Les médias en font moult échos, et la plupart s’en réjouissent : « Avec un tel adversaire, c’est du tout cuit pour Macron ! » Les autres, ici ou ailleurs, les électeurs, rechignent à se plier à cette règle imposée par l’élection et jugent de celui-ci comme d’un choix déplorable : ils ne goûtent guère Macron, qui fait souffrir leur camp, mais apprécient encore moins une Marine-du-débat-du-second-tour…

On peut regretter ce duel annoncé ; mais que l’on fasse trois observations :

Premièrement, si le duel a lieu, c’est que les Français qui le veulent sont plus nombreux que ceux qui ne le veulent pas ou en voudraient un autre. Là n’est que le résultat du jeu démocratique. Faire reproche à un camp, celui de Marine en général, qu’il ose exister et présenter une candidate semble inacceptable. Évidemment, la situation de la droite – puisque c’est elle dont il s’agit – serait plus confortable si le RN n’existait pas. La belle affaire ! Il ne tient qu’à celle-ci de proposer meilleur candidat soutenu par l’entièreté de ses rangs – on sait la chose ardue - et qui susciterait une adhésion telle qu’il en irait autrement pour les résultats de premier tour. Inanité que de reprocher au RN d’exister et de se présenter ! Inanité que de reprocher d’avance aux électeurs leur choix. Si faute il y a, c’est au camp de la droite classique qu’il la faut reprocher. Pas à « ces crétins d’électeurs », pas au RN.

Ensuite, on dit que Macron installe Marine comme adversaire de second tour et qu’il la fait monter dans les sondages. C’est abscons. Macron racole partout, au sein de la droite et du centre comme au sein de la gauche. Lui et sa clique médiatique participent aux attaques qui rendent Marine infréquentable. Voyant bien la réalité des intentions de vote qui la placent au second tour, il détruit son image ; le moindre de ses propos devient objet de risée. Comment voir qu’il la fasse monter dans les sondages ? Voudrait-on qu’il l’ignore ? Voudrait-on qu’il attaque principalement la droite classique ? Il ne le fera pas. Elle est toute prête à voter pour lui… et puis… attaquer la droite… encore le faudrait-il pouvoir faire ? Attaquer qui ou quoi ? Dénoncer quelle proposition de la droite ? Encore faudrait-il trouver au sein de celle-ci un candidat incarnant ses valeurs et que celle-ci dispose d’un programme connu, sinon défini… La droite, ses chefs, ses électeurs sont tous prêts à rejouer le requiem du « Tout sauf Marine ! » Ceux qui voudraient que LREM ne dise mot du RN ont-ils conscience du vide qui adviendrait ? Serait-il préférable que Mélenchon soit le principal opposant ?

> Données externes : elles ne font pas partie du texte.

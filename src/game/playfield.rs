use crate::game::note::{NoteEvent, NoteKind};
use crate::game::scroll::{ScrollDirection, ScrollSettings};
use crate::game::skin::SkinConfiguration;
use log::{debug, info};

const SUMMARY_INTERVAL_MS: f64 = 1000.0;

/// Render-side reference to a note. Stable for the note's whole life.
#[derive(Debug, Clone, Copy, PartialEq, Eq, Hash, PartialOrd, Ord)]
pub struct NoteHandle(pub u32);

#[derive(Debug, Clone, Copy, PartialEq, Eq)]
pub enum NoteState {
    Pending,
    Visible,
    Disposed,
}

#[derive(Debug, Clone, PartialEq)]
pub struct RenderableNote {
    pub handle: NoteHandle,
    pub event: NoteEvent,
    /// Top edge in screen pixels.
    pub y: f32,
    pub visible: bool,
    pub alive: bool,
}

impl RenderableNote {
    pub const fn state(&self) -> NoteState {
        if !self.alive {
            NoteState::Disposed
        } else if self.visible {
            NoteState::Visible
        } else {
            NoteState::Pending
        }
    }

    #[inline(always)]
    pub const fn start_time(&self) -> f64 {
        self.event.start_time
    }

    #[inline(always)]
    pub const fn end_time(&self) -> Option<f64> {
        self.event.end_time
    }

    /// Hold body length in pixels at the given scroll rate; zero for taps.
    pub fn tail_length(&self, pixels_per_ms: f64) -> f32 {
        match self.event.kind {
            NoteKind::Hold => (self.event.duration() * pixels_per_ms) as f32,
            NoteKind::Tap => 0.0,
        }
    }
}

/// Static screen geometry the engine positions notes against.
#[derive(Debug, Clone, Copy, PartialEq)]
pub struct PlayfieldMetrics {
    pub screen_height: f32,
    /// Judgement line y for downscroll.
    pub hit_position_px: f32,
    pub note_height: f32,
}

impl PlayfieldMetrics {
    pub fn from_skin(skin: &SkinConfiguration, screen_height: f32, note_height: f32) -> Self {
        Self {
            screen_height,
            hit_position_px: skin.hit_position_px(screen_height),
            note_height,
        }
    }
}

#[derive(Debug, Clone, Copy, PartialEq)]
pub struct NoteUpdate {
    pub handle: NoteHandle,
    pub column: usize,
    pub y: f32,
    pub visible: bool,
}

/// Everything one tick decided, in the order notes were visited.
#[derive(Debug, Default)]
pub struct FrameReport {
    pub updates: Vec<NoteUpdate>,
    /// Notes that crossed the far edge this frame. The render layer may
    /// release whatever it holds for them.
    pub removed: Vec<NoteHandle>,
}

#[derive(Debug)]
pub struct ScrollTimingEngine {
    notes: Vec<RenderableNote>,
    scroll: ScrollSettings,
    metrics: PlayfieldMetrics,
    disposed: usize,
    last_summary_ms: Option<f64>,
}

impl ScrollTimingEngine {
    /// Takes ownership of the chart. Events are ordered by start time and
    /// handed handles in that order.
    pub fn new(mut events: Vec<NoteEvent>, scroll: ScrollSettings, metrics: PlayfieldMetrics) -> Self {
        events.sort_by(|a, b| a.start_time.total_cmp(&b.start_time));
        let spawn_y = spawn_edge(scroll.direction, &metrics);
        let notes = events
            .into_iter()
            .enumerate()
            .map(|(i, event)| RenderableNote {
                handle: NoteHandle(i as u32),
                event,
                y: spawn_y,
                visible: false,
                alive: true,
            })
            .collect::<Vec<_>>();
        debug!(
            "scroll engine ready: {} notes, {} ms approach, {}",
            notes.len(),
            scroll.speed_ms,
            scroll.direction.as_str()
        );
        Self {
            notes,
            scroll,
            metrics,
            disposed: 0,
            last_summary_ms: None,
        }
    }

    /// Notes still owned by the engine, ordered by start time.
    pub fn notes(&self) -> &[RenderableNote] {
        &self.notes
    }

    pub fn note(&self, handle: NoteHandle) -> Option<&RenderableNote> {
        self.notes
            .binary_search_by_key(&handle, |n| n.handle)
            .ok()
            .map(|i| &self.notes[i])
    }

    pub const fn disposed_count(&self) -> usize {
        self.disposed
    }

    pub fn is_finished(&self) -> bool {
        self.notes.is_empty()
    }

    /// Screen pixels a note covers per millisecond of song time.
    #[inline(always)]
    pub fn pixels_per_ms(&self) -> f64 {
        f64::from(self.metrics.hit_position_px) / self.scroll.speed_ms
    }

    /// Time left before a note leaves the spawn edge. Negative once moving.
    #[inline(always)]
    pub fn time_to_hit(&self, event: &NoteEvent, now_ms: f64) -> f64 {
        event.start_time - now_ms - self.scroll.speed_ms
    }

    /// Top edge of a note for the given time-to-hit.
    pub fn position_for(&self, time_to_hit: f64) -> f32 {
        let m = &self.metrics;
        let progress = time_to_hit / self.scroll.speed_ms;
        let down = progress.mul_add(-f64::from(m.hit_position_px), -f64::from(m.note_height)) as f32;
        match self.scroll.direction {
            ScrollDirection::Down => down,
            ScrollDirection::Up => m.screen_height - (down + m.note_height),
        }
    }

    #[inline(always)]
    fn is_past_far_edge(&self, y: f32) -> bool {
        match self.scroll.direction {
            ScrollDirection::Down => y >= self.metrics.screen_height,
            ScrollDirection::Up => y + self.metrics.note_height <= 0.0,
        }
    }

    /// Advances every note to `now_ms`.
    ///
    /// Walks the list from the back so disposed notes can be removed in the
    /// same pass without disturbing the indices still to visit.
    pub fn tick(&mut self, now_ms: f64) -> FrameReport {
        let mut report = FrameReport::default();

        for i in (0..self.notes.len()).rev() {
            let time_to_hit = self.time_to_hit(&self.notes[i].event, now_ms);
            if time_to_hit >= 0.0 {
                continue;
            }
            let y = self.position_for(time_to_hit);
            let past_edge = self.is_past_far_edge(y);

            let note = &mut self.notes[i];
            note.y = y;
            if past_edge {
                note.visible = false;
                note.alive = false;
                let gone = self.notes.remove(i);
                self.disposed += 1;
                report.removed.push(gone.handle);
                continue;
            }
            note.visible = true;
            report.updates.push(NoteUpdate {
                handle: note.handle,
                column: note.event.column,
                y,
                visible: true,
            });
        }

        if self
            .last_summary_ms
            .is_none_or(|last| now_ms - last >= SUMMARY_INTERVAL_MS)
        {
            info!(
                "Time: {:.0} ms, Visible: {}, Pending: {}, Disposed: {}",
                now_ms,
                report.updates.len(),
                self.notes.len() - report.updates.len(),
                self.disposed
            );
            self.last_summary_ms = Some(now_ms);
        }

        report
    }
}

#[inline(always)]
fn spawn_edge(direction: ScrollDirection, metrics: &PlayfieldMetrics) -> f32 {
    match direction {
        ScrollDirection::Down => -metrics.note_height,
        ScrollDirection::Up => metrics.screen_height,
    }
}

Enfin, la droite et le centre n’agissent-ils pas comme Macron, désignant Marine comme l’adversaire de ce dernier ? Nul d’entre eux, ou quasi nul, ne s’élève contre le mur de verre. Nul n’ose dire que Macron est leur « principal adversaire » ; car dire cela les conduirait à indiquer leur choix de second tour. Suivant cette logique de moindre mal ou de clair choix d’adversaire principal, ils auraient à dire : « Oui, entre Marine et Macron, nous choisirions Marine. » Quand n’est jamais abolie la frontière et qu’on persiste à refuser toute alliance avec le RN, quand on n’ose dire qu’au second tour, choisir Macron leur serait impossible, c’est bien que l’on s’apprête à voter pour lui. Ce faisant, on désigne clairement Marine comme l’adversaire principal.

Alors les pleurnicheries devant ce duel annoncé me semblent bien étranges. Ces gens pleurent les effets - leur absence au second tour - d’une cause qu’ils chérissent et de laquelle ils participent - tout sauf Marine…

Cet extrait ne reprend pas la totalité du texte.